The United Kingdom Prospective Diabetes Study (UKPDS) and the Kumamoto study determined that stricter glycemic control could be useful in delaying the onset and progression of diabetic microvascular complications in patients with type 2 diabetes.4,5 The Wisconsin Epidemiological Study of Diabetic Retinopathy showed that higher levels of glycemia are related to decreasing quality of life.6
Analyses of data from these and other studies suggest that, by whatever means, intensive therapy with the goal of achieving normoglycemia should be implemented as early as possible in patients with either type 1 or type 2 diabetes. Theoretically, this could improve patient quality of life and save medical resources (Figure 1). Thus, there is no longer an excuse to not intensively treat patients with diabetes, especially younger patients with a recent onset or short duration of the disease. These are the patients who stand to benefit the most from maintenance of long-term normoglycemia.
Danger of hypoglycemia is the customary reason given for not achieving the glycemic goals. Iatrogenic hypoglycemia is classified as either 1) asymptomatic or biochemical, 2) mild to moderate, or 3) severe. The DCCT definition of severe hypoglycemia as being an episode severe enough to require help from another person has been adopted in many subsequent studies.
Throughout this review, we will concentrate on severe hypoglycemia because of the subjectivity of reports of mild and moderate hypoglycemia and their imperfect correlation with biochemical hypoglycemia. For example, in a study7 of 66 randomly selected insulin-dependent diabetic patients on conventional insulin regimens, the weekly frequencies of symptomatic and biochemical hypoglycemia were 0.99 and 1.75 per patient, respectively. Biochemical hypoglycemia was present in only 29% of the symptomatic episodes, and symptomatic hypoglycemia accompanied a mere 16% of the biochemical episodes.
How well did the major diabetes trials control glycemia?
Current guidelines for glycemic control are mostly derived from several large-scale trials that tested the hypothesis that more intensive glycemic control could either prevent or delay the classic diabetic complications (Figure 2). What was the actual level of glycemia achieved in the studies?
The mean HbA1c in the DCCT was 7.2% (mean capillary blood glucose of 155 ± 30 mg/dl, roughly twice that of nondiabetic individuals) in the intensive group.
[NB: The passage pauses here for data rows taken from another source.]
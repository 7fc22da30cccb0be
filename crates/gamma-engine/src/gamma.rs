//! Gamma index entry points: parameter/geometry validation and dispatch to
//! the classic or Wendling kernels.
//!
//! Every entry either fails before any computation starts or returns a
//! complete result carrying the reference image's geometry.

use crate::{classic, wendling};
use gamma_core::{GammaNormalization, GammaParameters, GammaResult, ImageData};
use std::fmt;
use thiserror::Error;

/// Method used to calculate the gamma index.
#[derive(Debug, Clone, Copy, PartialEq, Eq)]
pub enum GammaMethod {
    /// Exhaustive scan of the evaluated image grid.
    Classic,
    /// Bounded, distance-sorted search with sub-voxel interpolation.
    Wendling,
}

impl fmt::Display for GammaMethod {
    fn fmt(&self, f: &mut fmt::Formatter<'_>) -> fmt::Result {
        match self {
            GammaMethod::Classic => write!(f, "classic"),
            GammaMethod::Wendling => write!(f, "wendling"),
        }
    }
}

#[derive(Error, Debug)]
pub enum GammaError {
    #[error("invalid gamma parameters: {0}")]
    Parameter(String),
    #[error("invalid input geometry: {0}")]
    Geometry(String),
}

fn validate_params(params: &GammaParameters, method: GammaMethod) -> Result<(), GammaError> {
    if params.dd_threshold <= 0.0 {
        return Err(GammaError::Parameter(format!(
            "dose difference threshold must be positive, got {}",
            params.dd_threshold
        )));
    }
    if params.dta_threshold <= 0.0 {
        return Err(GammaError::Parameter(format!(
            "distance to agreement threshold must be positive, got {}",
            params.dta_threshold
        )));
    }
    if params.normalization == GammaNormalization::Global && params.global_norm_dose <= 0.0 {
        return Err(GammaError::Parameter(format!(
            "global normalization dose must be positive, got {}",
            params.global_norm_dose
        )));
    }
    if method == GammaMethod::Wendling {
        if params.step_size <= 0.0 {
            return Err(GammaError::Parameter(format!(
                "step size must be positive, got {}",
                params.step_size
            )));
        }
        if params.max_search_distance < 0.0 {
            return Err(GammaError::Parameter(format!(
                "max search distance must not be negative, got {}",
                params.max_search_distance
            )));
        }
    }
    Ok(())
}

fn validate_images(ref_img: &ImageData, eval_img: &ImageData) -> Result<(), GammaError> {
    if ref_img.is_empty() {
        return Err(GammaError::Geometry("reference image is empty".into()));
    }
    if eval_img.is_empty() {
        return Err(GammaError::Geometry("evaluated image is empty".into()));
    }
    Ok(())
}

fn validate_images_2d(ref_img: &ImageData, eval_img: &ImageData) -> Result<(), GammaError> {
    validate_images(ref_img, eval_img)?;
    if ref_img.size().frames != 1 || eval_img.size().frames != 1 {
        return Err(GammaError::Geometry(format!(
            "2D gamma requires single-frame images, got {} and {} frames",
            ref_img.size().frames,
            eval_img.size().frames
        )));
    }
    Ok(())
}

fn make_result(values: Vec<f32>, ref_img: &ImageData) -> Result<GammaResult, GammaError> {
    ImageData::new(values, ref_img.size(), ref_img.offset(), ref_img.spacing())
        .map(GammaResult::new)
        .map_err(|e| GammaError::Geometry(e.to_string()))
}

/// 2D gamma index of two single-frame images. Only the Y and X coordinates
/// are compared; differing Z offsets have no effect.
pub fn gamma_index_2d(
    ref_img: &ImageData,
    eval_img: &ImageData,
    params: &GammaParameters,
    method: GammaMethod,
) -> Result<GammaResult, GammaError> {
    match method {
        GammaMethod::Classic => gamma_index_2d_classic(ref_img, eval_img, params),
        GammaMethod::Wendling => gamma_index_2d_wendling(ref_img, eval_img, params),
    }
}

/// 2.5D gamma index: slice-by-slice along the axial plane, with the Z axis
/// taken into account in a method-dependent way.
pub fn gamma_index_2_5d(
    ref_img: &ImageData,
    eval_img: &ImageData,
    params: &GammaParameters,
    method: GammaMethod,
) -> Result<GammaResult, GammaError> {
    match method {
        GammaMethod::Classic => gamma_index_2_5d_classic(ref_img, eval_img, params),
        GammaMethod::Wendling => gamma_index_2_5d_wendling(ref_img, eval_img, params),
    }
}

/// 3D gamma index over the full volumes.
pub fn gamma_index_3d(
    ref_img: &ImageData,
    eval_img: &ImageData,
    params: &GammaParameters,
    method: GammaMethod,
) -> Result<GammaResult, GammaError> {
    match method {
        GammaMethod::Classic => gamma_index_3d_classic(ref_img, eval_img, params),
        GammaMethod::Wendling => gamma_index_3d_wendling(ref_img, eval_img, params),
    }
}

/// 2D gamma index using the classic method.
pub fn gamma_index_2d_classic(
    ref_img: &ImageData,
    eval_img: &ImageData,
    params: &GammaParameters,
) -> Result<GammaResult, GammaError> {
    validate_images_2d(ref_img, eval_img)?;
    validate_params(params, GammaMethod::Classic)?;
    make_result(classic::classic_2d(ref_img, eval_img, params), ref_img)
}

/// 2.5D gamma index using the classic method: every reference frame is
/// compared against all evaluated frames, with the Z distance contributing
/// to the distance term.
pub fn gamma_index_2_5d_classic(
    ref_img: &ImageData,
    eval_img: &ImageData,
    params: &GammaParameters,
) -> Result<GammaResult, GammaError> {
    validate_images(ref_img, eval_img)?;
    validate_params(params, GammaMethod::Classic)?;
    make_result(classic::classic_3d(ref_img, eval_img, params), ref_img)
}

/// 3D gamma index using the classic method.
pub fn gamma_index_3d_classic(
    ref_img: &ImageData,
    eval_img: &ImageData,
    params: &GammaParameters,
) -> Result<GammaResult, GammaError> {
    validate_images(ref_img, eval_img)?;
    validate_params(params, GammaMethod::Classic)?;
    make_result(classic::classic_3d(ref_img, eval_img, params), ref_img)
}

/// 2D gamma index using the Wendling method.
pub fn gamma_index_2d_wendling(
    ref_img: &ImageData,
    eval_img: &ImageData,
    params: &GammaParameters,
) -> Result<GammaResult, GammaError> {
    validate_images_2d(ref_img, eval_img)?;
    validate_params(params, GammaMethod::Wendling)?;
    make_result(wendling::wendling_2d(ref_img, eval_img, params), ref_img)
}

/// 2.5D gamma index using the Wendling method: the evaluated image is
/// resampled along Z onto the reference Z grid, then each slice pair is
/// searched in-plane.
pub fn gamma_index_2_5d_wendling(
    ref_img: &ImageData,
    eval_img: &ImageData,
    params: &GammaParameters,
) -> Result<GammaResult, GammaError> {
    validate_images(ref_img, eval_img)?;
    validate_params(params, GammaMethod::Wendling)?;
    let values = wendling::wendling_2_5d(ref_img, eval_img, params)
        .map_err(|e| GammaError::Geometry(e.to_string()))?;
    make_result(values, ref_img)
}

/// 3D gamma index using the Wendling method.
pub fn gamma_index_3d_wendling(
    ref_img: &ImageData,
    eval_img: &ImageData,
    params: &GammaParameters,
) -> Result<GammaResult, GammaError> {
    validate_images(ref_img, eval_img)?;
    validate_params(params, GammaMethod::Wendling)?;
    make_result(wendling::wendling_3d(ref_img, eval_img, params), ref_img)
}
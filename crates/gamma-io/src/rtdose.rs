//! Boundary contract for RT dose input.
//!
//! DICOM parsing itself stays outside this crate: a file reader implements
//! [`RtDoseSource`] on top of whatever DICOM library it uses, and
//! [`dose_image`] assembles the dose image from the reported attributes —
//! scaling stored values into physical dose units and deriving the Z
//! spacing from the grid frame offset vector.

use gamma_core::{DataOffset, DataSize, DataSpacing, ImageData, ImageError};
use thiserror::Error;

/// Tolerance in millimeters when checking the frame offset vector for
/// uniform spacing.
const FRAME_SPACING_TOLERANCE: f32 = 1e-3;

#[derive(Error, Debug)]
pub enum RtDoseError {
    #[error("dose grid shape mismatch: {0}")]
    Shape(String),
    #[error("nonuniform frame spacing: {0} mm vs {1} mm")]
    NonuniformFrames(f32, f32),
    #[error("invalid dose image: {0}")]
    Image(#[from] ImageError),
}

/// Attributes of one RT-Dose DICOM object.
///
/// Axis order follows DICOM: Image Position (Patient) is (x, y, z), Pixel
/// Spacing is (row, column), and the pixel data runs in row-major
/// (frame, row, column) order.
pub trait RtDoseSource {
    /// Grid dimensions (frames, rows, columns).
    fn size(&self) -> DataSize;
    /// Image Position (Patient) in millimeters.
    fn image_position_patient(&self) -> [f32; 3];
    /// Pixel Spacing (row spacing, column spacing) in millimeters.
    fn pixel_spacing(&self) -> [f32; 2];
    /// Grid Frame Offset Vector: Z offset of each frame in millimeters,
    /// relative to the image position.
    fn grid_frame_offsets(&self) -> &[f32];
    /// Dose Grid Scaling factor.
    fn dose_grid_scaling(&self) -> f64;
    /// Stored pixel values.
    fn raw_values(&self) -> &[u32];
}

/// Build the dose image reported by a source.
pub fn dose_image<S: RtDoseSource>(source: &S) -> Result<ImageData, RtDoseError> {
    let size = source.size();
    let raw = source.raw_values();
    if raw.len() != size.total() {
        return Err(RtDoseError::Shape(format!(
            "{} stored values for size {}",
            raw.len(),
            size
        )));
    }

    let frame_offsets = source.grid_frame_offsets();
    let frame_spacing = if size.frames > 1 {
        if frame_offsets.len() != size.frames as usize {
            return Err(RtDoseError::Shape(format!(
                "frame offset vector of {} entries for {} frames",
                frame_offsets.len(),
                size.frames
            )));
        }
        let first = frame_offsets[1] - frame_offsets[0];
        for pair in frame_offsets.windows(2) {
            let step = pair[1] - pair[0];
            if (step - first).abs() > FRAME_SPACING_TOLERANCE {
                return Err(RtDoseError::NonuniformFrames(first, step));
            }
        }
        first
    } else {
        0.0
    };

    let scaling = source.dose_grid_scaling();
    let data: Vec<f32> = raw.iter().map(|&v| (v as f64 * scaling) as f32).collect();

    let [x, y, z] = source.image_position_patient();
    let [row_spacing, column_spacing] = source.pixel_spacing();
    let first_frame = frame_offsets.first().copied().unwrap_or(0.0);

    Ok(ImageData::new(
        data,
        size,
        DataOffset::new(z + first_frame, y, x),
        DataSpacing::new(frame_spacing, row_spacing, column_spacing),
    )?)
}
use dosar_core::error::CoreError;
use dosar_core::models::attachment::{mime_for_extension, Attachment, AttachmentData, CaseFile};

fn remote(name: &str) -> Attachment {
    Attachment {
        display_name: name.to_string(),
        mime_type: "application/pdf".to_string(),
        data: AttachmentData::Remote {
            uri: format!("https://files.example/{name}"),
        },
    }
}

#[test]
fn register_and_list() {
    let mut case = CaseFile::new();
    case.register(remote("cerere.pdf")).unwrap();
    case.register(remote("statut.pdf")).unwrap();

    assert_eq!(case.len(), 2);
    assert!(case.contains("cerere.pdf"));
    assert!(!case.contains("altceva.pdf"));
}

#[test]
fn duplicate_display_name_rejected_and_state_unchanged() {
    let mut case = CaseFile::new();
    case.register(remote("cerere.pdf")).unwrap();

    let err = case.register(remote("cerere.pdf")).unwrap_err();
    assert!(matches!(err, CoreError::DuplicateAttachment(name) if name == "cerere.pdf"));
    assert_eq!(case.len(), 1);
}

#[test]
fn same_name_accepted_after_clear() {
    let mut case = CaseFile::new();
    case.register(remote("cerere.pdf")).unwrap();
    case.clear();
    assert!(case.is_empty());

    case.register(remote("cerere.pdf")).unwrap();
    assert_eq!(case.len(), 1);
}

#[test]
fn clear_is_idempotent() {
    let mut case = CaseFile::new();
    case.register(remote("cerere.pdf")).unwrap();
    case.clear();
    case.clear();
    assert!(case.is_empty());
}

#[test]
fn remove_reports_existence() {
    let mut case = CaseFile::new();
    case.register(remote("cerere.pdf")).unwrap();

    assert!(case.remove("cerere.pdf"));
    assert!(!case.remove("cerere.pdf"));
    assert!(case.is_empty());
}

#[test]
fn mime_table_covers_accepted_types() {
    assert_eq!(mime_for_extension("pdf"), Some("application/pdf"));
    assert_eq!(mime_for_extension("PNG"), Some("image/png"));
    assert_eq!(mime_for_extension("jpg"), Some("image/jpeg"));
    assert_eq!(mime_for_extension("jpeg"), Some("image/jpeg"));
    assert_eq!(mime_for_extension("docx"), None);
}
Fewer than 5% of those treated intensively maintained normal HbA1c (<6.05%). HbA1c was ∼9% in the conventional group.
The mean HbA1c in the SDIS was 7.1% in the intensively treated patients and ∼8.8% in the conventionally treated patients.
The mean HbA1c in the UKPDS was 7% in the intensively treated group and 7.9% in the conventionally treated group.
The mean HbA1c in the Kumamoto study was 7.2% in the intensively treated group and 9.4% in the conventionally treated group.
Based on these interventions studies, the current consensus is that HbA1c >8% is unacceptable, <8% serves as a minimal target, <7% is the American Diabetes Association goal,8 and <6% is the optimal target.
How good are we at achieving glycemic control?
In spite of all the recommendations, we still are not doing very well. Average HbA1c among U.S. diabetic patients is estimated to be ∼8.5% (R. Kahn, ADA Provider Recognition Program Study, unpublished observations). The level of implementation of diabetes care in the United States remains suboptimal. Among adults with diabetes who are >20 years of age and participated in the third National Health and Nutrition Examination Survey (NHANES III), 44.6% had HbA1c concentrations <7%, 63% had concentrations <8%, and 85.9% had concentrations <10%.9
Why are we not meeting the goals?
The usual answer is that hypoglycemia is the major limiting factor in achieving glycemic goals. For type 1 diabetes, at the current time, it is probably true that achieving normoglycemia (HbA1c <6%) is fraught with the danger of hypoglycemia. Severe hypoglycemia is a frightening condition associated with significant morbidity and accounting for up to 4% of deaths in type 1 diabetic patients.
Many physicians do not recommend intensive treatment because they are concerned about inducing hypoglycemia. Patients are reluctant to undertake such an intensive therapy because they fear the increased risk of hypoglycemia. The relevant issue is whether we can devise safer ways to lower blood glucose.
Hypoglycemia is a real obstacle for patients with type 1 diabetes.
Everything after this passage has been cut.